Als ich seine Hand sehe, fällt mir seine Geschichte wieder ein. Zwei Finger haben sie ihm abgeschossen, hat er erzählt. Muss aber schon ein paar Monate her sein, es ist gut verheilt.

„Danke.“ Ich schütte das Gebräu hinunter. Der Geschmack ist so widerlich wie der Gestank, den Edgar verströmt, aber wenigstens wärmt es von innen. Außerdem muss man hier nehmen, was man noch kriegt, die besseren Sachen sind schon lange aus. Die härteren ebenfalls.

„Der Hund soll sich ducken“, raune ich. „Man sieht ihn ja von der anderen Seite her!“ Wenigstens ist er schwarz.

Als hätte er mich verstanden, drückt sich der Hund zwischen Edgar und mir in den Graben. Er riecht um Längen besser als wir. Und ist auch besser beieinander.

„Wird eine kalte Nacht“, sag ich leise.

„Ja.“ Edgar nickt. Er schaut auf zum wolkenlosen, sternenklaren Himmel. „Ich fürchte es.“

Zitternd hüllt er sich dichter in seinen Schlafsack. Und ich lehne mich beinahe dankbar an den warmen Körper des Hundes.

Schweigend verharren wir nebeneinander im Graben. Noch ist es ruhig. Und die Ruhe muss man genießen. Niemand kann sagen, wie lange sie andauert. Irgendwann fangen sie ja doch wieder mit dem Schießen an.

Als ich hinüberblicke, sehe ich, dass Edgar eingeschlafen ist. Trotz der eisigen Kälte. Recht hat er. Wer schlafen kann, muss schlafen, wer weiß, wann man das nächste Mal dazu kommt.

Mir selbst gelingt es nicht. Irgendwann denke ich, dass ich eine Zigarette wagen kann, so ruhig wie es immer noch ist. Vielleicht kommen wir sogar durch die Nacht, ohne dass wir … Und spätestens im Morgengrauen werden wir abgelöst. Das heißt, wenn dann noch jemand da ist, der uns ablösen kann.

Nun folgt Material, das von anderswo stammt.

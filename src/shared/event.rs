//! Community Events
//!
//! An event is announced by a registered resident (its organizer) and lists a
//! title, a description, a calendar day and a location. The organizer is
//! fixed at creation time.
//!
//! Dates arrive as `YYYY-MM-DD` and are stored as that day at midnight.

use chrono::{NaiveDate, NaiveDateTime};
use serde::{Deserialize, Serialize};

use crate::shared::error::SharedError;
use crate::shared::validation::present;

/// Format accepted for the `date` field of a create request
pub const EVENT_DATE_FORMAT: &str = "%Y-%m-%d";

/// A stored community event, as returned by `GET /events/view`
#[derive(Debug, Clone, PartialEq, Eq, Serialize, Deserialize)]
pub struct Event {
    /// Event ID
    pub id: i64,
    pub title: String,
    pub description: String,
    /// Calendar day of the event at midnight
    pub date: NaiveDateTime,
    pub location: String,
    /// User ID of the organizer
    pub organizer_id: i64,
}

/// A validated event ready to be inserted
#[derive(Debug, Clone, PartialEq, Eq)]
pub struct NewEvent {
    pub title: String,
    pub description: String,
    pub date: NaiveDateTime,
    pub location: String,
    pub organizer_id: i64,
}

/// Body of `POST /events/create`
///
/// Every field is optional at the decoding stage so that a missing field is
/// reported as a validation failure rather than a decoding failure.
#[derive(Debug, Default, Clone, Serialize, Deserialize)]
pub struct CreateEventRequest {
    pub title: Option<String>,
    pub description: Option<String>,
    /// `YYYY-MM-DD`
    pub date: Option<String>,
    pub location: Option<String>,
}

/// Response of a successful `POST /events/create`
#[derive(Debug, Clone, Serialize, Deserialize)]
pub struct CreateEventResponse {
    pub message: String,
    pub event_id: i64,
}

impl CreateEventRequest {
    /// Validate the request and attach the organizer resolved from the token.
    pub fn into_new_event(self, organizer_id: i64) -> Result<NewEvent, SharedError> {
        let (Some(title), Some(description), Some(date), Some(location)) = (
            present(self.title),
            present(self.description),
            present(self.date),
            present(self.location),
        ) else {
            return Err(SharedError::validation("event", "All fields are required"));
        };

        Ok(NewEvent {
            title,
            description,
            date: parse_event_date(&date)?,
            location,
            organizer_id,
        })
    }
}

/// Parse a `YYYY-MM-DD` day into midnight of that day.
pub fn parse_event_date(value: &str) -> Result<NaiveDateTime, SharedError> {
    NaiveDate::parse_from_str(value, EVENT_DATE_FORMAT)
        .map(|day| day.and_time(chrono::NaiveTime::MIN))
        .map_err(|_| SharedError::validation("date", "Invalid date format, expected YYYY-MM-DD"))
}

#[cfg(test)]
mod tests {
    use super::*;
    use pretty_assertions::assert_eq;

    fn full_request() -> CreateEventRequest {
        CreateEventRequest {
            title: Some("Community BBQ".to_string()),
            description: Some("Music and games".to_string()),
            date: Some("2025-03-25".to_string()),
            location: Some("Sunnydale Park".to_string()),
        }
    }

    #[test]
    fn test_date_is_stored_at_midnight() {
        let date = parse_event_date("2025-03-25").unwrap();
        assert_eq!(date.to_string(), "2025-03-25 00:00:00");
    }

    #[test]
    fn test_invalid_date_is_rejected() {
        assert!(parse_event_date("25/03/2025").is_err());
        assert!(parse_event_date("2025-02-30").is_err());
    }

    #[test]
    fn test_into_new_event() {
        let event = full_request().into_new_event(7).unwrap();
        assert_eq!(event.organizer_id, 7);
        assert_eq!(event.title, "Community BBQ");
        assert_eq!(event.date, parse_event_date("2025-03-25").unwrap());
    }

    #[test]
    fn test_missing_or_empty_field_is_rejected() {
        let mut request = full_request();
        request.location = None;
        let err = request.into_new_event(1).unwrap_err();
        assert_eq!(err.to_string(), "All fields are required");

        let mut request = full_request();
        request.title = Some(String::new());
        assert!(request.into_new_event(1).is_err());
    }

    #[test]
    fn test_event_serializes_with_public_field_names() {
        let event = Event {
            id: 3,
            title: "Walk".to_string(),
            description: "Group walk".to_string(),
            date: parse_event_date("2025-05-01").unwrap(),
            location: "Lakeside Park".to_string(),
            organizer_id: 4,
        };
        let json = serde_json::to_value(&event).unwrap();
        assert_eq!(json["id"], 3);
        assert_eq!(json["date"], "2025-05-01T00:00:00");
        assert_eq!(json["organizer_id"], 4);
    }
}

Mein Magen knurrt. Ich wühle im Rucksack und finde einen Rest stinkenden Fisch in einer offenen Dose und ein paar durchweichte Brotscheiben. Es hilft nichts, der Hunger ist stärker als der Ekel und ich würge alles hinunter. Immer wenn ich hungrig bin, bin ich sicher, dass der Hunger das Schlimmste hier draußen ist. Aber wenn die Nacht kommt, dann bin ich sicher, dass die Kälte das Schlimmste ist. Oder der Regen und seine Feuchtigkeit. Oder die Läuse und Flöhe. Oder die Sehnsucht. Ja, die Sehnsucht ist das Allerschlimmste.